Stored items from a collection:
- - - - -
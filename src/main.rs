mod config;
mod engine;
mod oracle;
mod session;
mod utils;

use anyhow::Result;
use tokio::io::{AsyncBufReadExt, AsyncWriteExt, BufReader};
use tracing_subscriber::{layer::SubscriberExt, util::SubscriberInitExt};

use config::Config;
use oracle::DictionaryApiClient;
use session::{GameSession, TurnOutcome};

#[tokio::main]
async fn main() -> Result<()> {
    // Initialize tracing
    tracing_subscriber::registry()
        .with(
            tracing_subscriber::EnvFilter::try_from_default_env()
                .unwrap_or_else(|_| "word_rack=debug".into()),
        )
        .with(tracing_subscriber::fmt::layer())
        .init();

    tracing::info!("Starting word-rack...");

    // Load configuration
    let config = Config::from_env()?;
    tracing::info!("Configuration loaded");

    // Dictionary oracle client
    let oracle = DictionaryApiClient::new(&config.oracle)?;
    tracing::info!("Dictionary client initialized");

    // Deal both players in
    let mut session = GameSession::new(oracle, config.game.clone())?;
    tracing::info!(session_id = %session.session_id, "Game session started");

    print_rules(&session);

    let stdin = BufReader::new(tokio::io::stdin());
    let mut lines = stdin.lines();
    let mut stdout = tokio::io::stdout();

    while !session.is_over() {
        let current = session.current_player();
        let prompt = format!(
            "\nPlayer {}'s tiles: {}\nScores  Player 1: {} | Player 2: {}\nTurn {}{} | Tiles left in bag: {}\nEnter a word (or SKIP/QUIT): ",
            current + 1,
            format_rack(&session.player(current).rack),
            session.player(0).score,
            session.player(1).score,
            session.turn() + 1,
            session
                .max_turns()
                .map(|max| format!("/{max}"))
                .unwrap_or_default(),
            session.tiles_remaining(),
        );
        stdout.write_all(prompt.as_bytes()).await?;
        stdout.flush().await?;

        let Some(line) = lines.next_line().await? else {
            break;
        };
        let input = line.trim().to_uppercase();

        if input.is_empty() {
            continue;
        }
        if input == "QUIT" {
            break;
        }
        if input == "SKIP" {
            session.skip_turn()?;
            println!("Turn skipped.");
            continue;
        }
        if !input.chars().all(|ch| ch.is_ascii_alphabetic()) {
            println!("Please enter only letters.");
            continue;
        }

        match session.submit_word(&input).await? {
            TurnOutcome::WordScored { word, score } => {
                println!("Word '{word}' scored {score} points!");
            }
            TurnOutcome::WordRejected { reason } => {
                println!("{reason}");
            }
            TurnOutcome::TurnSkipped => {}
        }
    }

    let summary = session.summary();
    println!("\nGame Over!");
    println!("Player 1: {}", summary.player1_score);
    println!("Player 2: {}", summary.player2_score);
    println!("Winner: {}", summary.winner.label());
    println!("{}", serde_json::to_string_pretty(&summary)?);

    tracing::info!(session_id = %summary.session_id, winner = summary.winner.label(), "Game finished");

    Ok(())
}

fn print_rules(session: &GameSession<DictionaryApiClient>) {
    println!("Welcome to Word Rack!");
    println!("\nGame Rules:");
    println!("1. Each player holds 7 tiles");
    println!("2. Form words using your tiles");
    println!("3. Enter 'SKIP' to pass your turn");
    println!("4. Enter 'QUIT' to end the game");
    println!("5. Words are verified against a dictionary");
    println!("6. Tiles in bag: {}", session.tiles_remaining());
}

fn format_rack(rack: &[char]) -> String {
    rack.iter()
        .map(|ch| ch.to_string())
        .collect::<Vec<_>>()
        .join(" ")
}
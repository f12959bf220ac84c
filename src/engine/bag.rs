use std::collections::HashMap;

use rand::Rng;
use thiserror::Error;

use crate::utils::letters::TILE_DISTRIBUTION;

/// Target rack size for each player
pub const RACK_SIZE: usize = 7;

#[derive(Debug, Error)]
pub enum BagError {
    #[error("not enough tiles in bag: requested {requested}, only {remaining} remaining")]
    NotEnoughTiles { requested: usize, remaining: usize },
}

/// The shared pool of undrawn letter tiles.
///
/// Seeded once from the standard distribution and only mutated by draws
/// and returns for the rest of the game.
#[derive(Debug, Clone)]
pub struct TileBag {
    counts: HashMap<char, u32>,
    remaining: usize,
}

impl TileBag {
    /// Create a bag with the standard 98-tile distribution
    pub fn standard() -> Self {
        let counts = TILE_DISTRIBUTION.clone();
        let remaining = counts.values().sum::<u32>() as usize;
        Self { counts, remaining }
    }

    /// Number of undrawn tiles left in the bag
    pub fn remaining(&self) -> usize {
        self.remaining
    }

    /// Draw `count` tiles at random.
    ///
    /// Selection is weighted by remaining frequency: a uniform index into
    /// the remaining multiset is walked across the per-letter counts, so a
    /// letter with 9 tiles left is nine times as likely as one with 1.
    pub fn draw(&mut self, count: usize) -> Result<Vec<char>, BagError> {
        if count > self.remaining {
            return Err(BagError::NotEnoughTiles {
                requested: count,
                remaining: self.remaining,
            });
        }

        let mut rng = rand::rng();
        let mut tiles = Vec::with_capacity(count);

        for _ in 0..count {
            let mut idx = rng.random_range(0..self.remaining);
            for letter in 'A'..='Z' {
                let Some(slot) = self.counts.get_mut(&letter) else {
                    continue;
                };
                let freq = *slot as usize;
                if idx < freq {
                    *slot -= 1;
                    self.remaining -= 1;
                    tiles.push(letter);
                    break;
                }
                idx -= freq;
            }
        }

        Ok(tiles)
    }

    /// Return tiles to the bag (used when a skip discards the rack)
    pub fn return_tiles(&mut self, tiles: &[char]) {
        for &tile in tiles {
            *self.counts.entry(tile.to_ascii_uppercase()).or_insert(0) += 1;
            self.remaining += 1;
        }
    }

    /// Top a rack back up to `RACK_SIZE`, clamped to the remaining supply.
    /// Never errors: when the bag runs dry the rack simply stays short.
    pub fn replenish(&mut self, rack: &mut Vec<char>) {
        let needed = RACK_SIZE.saturating_sub(rack.len()).min(self.remaining);
        if needed > 0 {
            // needed <= remaining, so the draw cannot fail
            if let Ok(tiles) = self.draw(needed) {
                rack.extend(tiles);
            }
        }
    }

    #[cfg(test)]
    pub(crate) fn count_of(&self, letter: char) -> u32 {
        self.counts.get(&letter).copied().unwrap_or(0)
    }
}

#[cfg(test)]
mod tests {
    use super::*;

    #[test]
    fn test_standard_bag_size() {
        let bag = TileBag::standard();
        assert_eq!(bag.remaining(), 98);
    }

    #[test]
    fn test_draw_decrements_remaining_exactly() {
        let mut bag = TileBag::standard();
        let before = bag.remaining();
        let tiles = bag.draw(7).unwrap();
        assert_eq!(tiles.len(), 7);
        assert_eq!(bag.remaining(), before - 7);
        // remaining tracks the sum of per-letter counts
        let sum: u32 = ('A'..='Z').map(|l| bag.count_of(l)).sum();
        assert_eq!(sum as usize, bag.remaining());
    }

    #[test]
    fn test_draw_never_yields_exhausted_letter() {
        // Drain the entire bag and tally what came out; every letter must
        // match the seeded distribution exactly, so no letter was drawn
        // past a zero count.
        let mut bag = TileBag::standard();
        let tiles = bag.draw(98).unwrap();
        assert_eq!(bag.remaining(), 0);

        let mut drawn: HashMap<char, u32> = HashMap::new();
        for tile in tiles {
            *drawn.entry(tile).or_insert(0) += 1;
        }
        for (letter, freq) in TILE_DISTRIBUTION.iter() {
            assert_eq!(drawn.get(letter), Some(freq), "letter {letter}");
        }
    }

    #[test]
    fn test_overdraw_fails() {
        let mut bag = TileBag::standard();
        let err = bag.draw(99).unwrap_err();
        assert!(matches!(
            err,
            BagError::NotEnoughTiles {
                requested: 99,
                remaining: 98
            }
        ));
        // a failed draw must not disturb the bag
        assert_eq!(bag.remaining(), 98);
    }

    #[test]
    fn test_return_tiles_restores_counts() {
        let mut bag = TileBag::standard();
        let tiles = bag.draw(7).unwrap();
        bag.return_tiles(&tiles);
        assert_eq!(bag.remaining(), 98);
        for (letter, freq) in TILE_DISTRIBUTION.iter() {
            assert_eq!(bag.count_of(*letter), *freq);
        }
    }

    #[test]
    fn test_replenish_tops_up_to_rack_size() {
        let mut bag = TileBag::standard();
        let mut rack = vec!['A', 'B'];
        bag.replenish(&mut rack);
        assert_eq!(rack.len(), RACK_SIZE);
        assert_eq!(bag.remaining(), 98 - 5);
    }

    #[test]
    fn test_replenish_clamps_to_supply() {
        let mut bag = TileBag::standard();
        let _ = bag.draw(95).unwrap();
        let mut rack = vec![];
        bag.replenish(&mut rack);
        assert_eq!(rack.len(), 3);
        assert_eq!(bag.remaining(), 0);

        // a second replenish against an empty bag is a no-op
        bag.replenish(&mut rack);
        assert_eq!(rack.len(), 3);
    }

    #[test]
    fn test_replenish_never_exceeds_rack_size() {
        let mut bag = TileBag::standard();
        let mut rack = vec!['A'; RACK_SIZE];
        bag.replenish(&mut rack);
        assert_eq!(rack.len(), RACK_SIZE);
        assert_eq!(bag.remaining(), 98);
    }
}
- - - - -
Work required: I'd like an exact copy of the lines above, from the very first one through the line that contains "let mut stdout = tokio::io::stdout();", with nothing else added.

Task answer:
filename src/main.rs
mod config;
mod engine;
mod oracle;
mod session;
mod utils;

use anyhow::Result;
use tokio::io::{AsyncBufReadExt, AsyncWriteExt, BufReader};
use tracing_subscriber::{layer::SubscriberExt, util::SubscriberInitExt};

use config::Config;
use oracle::DictionaryApiClient;
use session::{GameSession, TurnOutcome};

#[tokio::main]
async fn main() -> Result<()> {
    // Initialize tracing
    tracing_subscriber::registry()
        .with(
            tracing_subscriber::EnvFilter::try_from_default_env()
                .unwrap_or_else(|_| "word_rack=debug".into()),
        )
        .with(tracing_subscriber::fmt::layer())
        .init();

    tracing::info!("Starting word-rack...");

    // Load configuration
    let config = Config::from_env()?;
    tracing::info!("Configuration loaded");

    // Dictionary oracle client
    let oracle = DictionaryApiClient::new(&config.oracle)?;
    tracing::info!("Dictionary client initialized");

    // Deal both players in
    let mut session = GameSession::new(oracle, config.game.clone())?;
    tracing::info!(session_id = %session.session_id, "Game session started");

    print_rules(&session);

    let stdin = BufReader::new(tokio::io::stdin());
    let mut lines = stdin.lines();
    let mut stdout = tokio::io::stdout();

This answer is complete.